- [PROBLEM DESCRIPTION]: From the entries that follow, copy every line with the word "EnvFilter".

- [RECORDED DATA]:
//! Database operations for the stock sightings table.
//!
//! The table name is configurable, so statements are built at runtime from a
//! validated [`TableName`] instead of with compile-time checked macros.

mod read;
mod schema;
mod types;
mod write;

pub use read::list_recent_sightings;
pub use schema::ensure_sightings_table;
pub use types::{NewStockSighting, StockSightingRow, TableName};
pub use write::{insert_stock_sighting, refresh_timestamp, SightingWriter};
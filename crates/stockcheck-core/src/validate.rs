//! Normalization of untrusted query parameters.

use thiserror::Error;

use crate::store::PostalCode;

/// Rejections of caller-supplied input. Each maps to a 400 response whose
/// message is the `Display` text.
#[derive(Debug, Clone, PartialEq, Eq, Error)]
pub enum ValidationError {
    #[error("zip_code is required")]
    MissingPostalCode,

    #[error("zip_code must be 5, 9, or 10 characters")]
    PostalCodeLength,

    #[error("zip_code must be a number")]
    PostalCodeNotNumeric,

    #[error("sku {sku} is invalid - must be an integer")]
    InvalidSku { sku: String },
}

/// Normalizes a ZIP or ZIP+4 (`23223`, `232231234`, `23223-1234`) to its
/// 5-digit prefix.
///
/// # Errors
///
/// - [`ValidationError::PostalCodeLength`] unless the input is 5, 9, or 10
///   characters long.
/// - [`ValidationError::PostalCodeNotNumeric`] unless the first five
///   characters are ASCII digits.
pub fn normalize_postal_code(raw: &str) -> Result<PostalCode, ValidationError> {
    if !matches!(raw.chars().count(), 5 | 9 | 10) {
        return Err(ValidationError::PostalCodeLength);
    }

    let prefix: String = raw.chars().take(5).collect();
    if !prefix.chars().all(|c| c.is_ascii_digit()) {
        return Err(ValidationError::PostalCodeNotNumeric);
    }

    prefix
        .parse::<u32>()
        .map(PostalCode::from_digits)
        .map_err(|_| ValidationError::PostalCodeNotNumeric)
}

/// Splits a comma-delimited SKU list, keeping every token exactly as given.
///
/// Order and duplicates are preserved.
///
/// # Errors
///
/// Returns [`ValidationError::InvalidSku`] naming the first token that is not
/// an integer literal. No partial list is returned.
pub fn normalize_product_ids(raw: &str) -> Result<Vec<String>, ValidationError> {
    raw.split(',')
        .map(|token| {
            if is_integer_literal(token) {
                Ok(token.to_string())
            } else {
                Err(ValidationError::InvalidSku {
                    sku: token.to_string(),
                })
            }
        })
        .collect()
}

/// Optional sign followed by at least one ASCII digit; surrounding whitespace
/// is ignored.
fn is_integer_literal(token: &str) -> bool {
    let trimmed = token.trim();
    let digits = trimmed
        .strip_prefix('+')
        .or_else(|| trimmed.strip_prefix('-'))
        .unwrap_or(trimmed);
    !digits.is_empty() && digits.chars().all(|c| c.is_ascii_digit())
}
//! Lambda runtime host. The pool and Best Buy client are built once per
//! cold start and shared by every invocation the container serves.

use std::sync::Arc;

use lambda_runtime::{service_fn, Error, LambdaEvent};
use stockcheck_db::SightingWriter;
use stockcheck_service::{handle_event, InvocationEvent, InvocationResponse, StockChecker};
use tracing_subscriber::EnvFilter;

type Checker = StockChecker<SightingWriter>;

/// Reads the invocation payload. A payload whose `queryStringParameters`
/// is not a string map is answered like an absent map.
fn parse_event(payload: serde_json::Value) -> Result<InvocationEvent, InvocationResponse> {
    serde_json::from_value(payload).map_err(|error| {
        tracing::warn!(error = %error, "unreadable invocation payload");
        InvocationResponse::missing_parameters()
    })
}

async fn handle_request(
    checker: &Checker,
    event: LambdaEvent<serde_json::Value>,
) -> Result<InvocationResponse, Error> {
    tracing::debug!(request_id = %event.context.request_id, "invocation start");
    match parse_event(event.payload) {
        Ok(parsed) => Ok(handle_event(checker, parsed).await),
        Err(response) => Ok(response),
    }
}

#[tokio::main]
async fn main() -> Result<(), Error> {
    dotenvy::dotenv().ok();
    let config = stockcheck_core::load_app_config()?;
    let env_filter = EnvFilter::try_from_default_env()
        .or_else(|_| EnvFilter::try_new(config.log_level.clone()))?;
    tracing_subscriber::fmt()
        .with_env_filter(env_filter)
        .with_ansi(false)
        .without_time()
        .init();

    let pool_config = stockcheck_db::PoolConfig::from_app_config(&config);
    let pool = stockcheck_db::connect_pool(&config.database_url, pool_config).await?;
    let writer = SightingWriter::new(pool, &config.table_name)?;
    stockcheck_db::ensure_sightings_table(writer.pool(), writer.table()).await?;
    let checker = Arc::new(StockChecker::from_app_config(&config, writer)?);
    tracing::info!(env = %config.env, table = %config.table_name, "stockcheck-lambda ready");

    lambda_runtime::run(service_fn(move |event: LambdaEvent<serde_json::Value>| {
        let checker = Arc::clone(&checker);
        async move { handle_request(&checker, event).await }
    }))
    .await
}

- [TASK OUTPUT]:
use tracing_subscriber::EnvFilter;
    let env_filter = EnvFilter::try_from_default_env()
        .or_else(|_| EnvFilter::try_new(config.log_level.clone()))?;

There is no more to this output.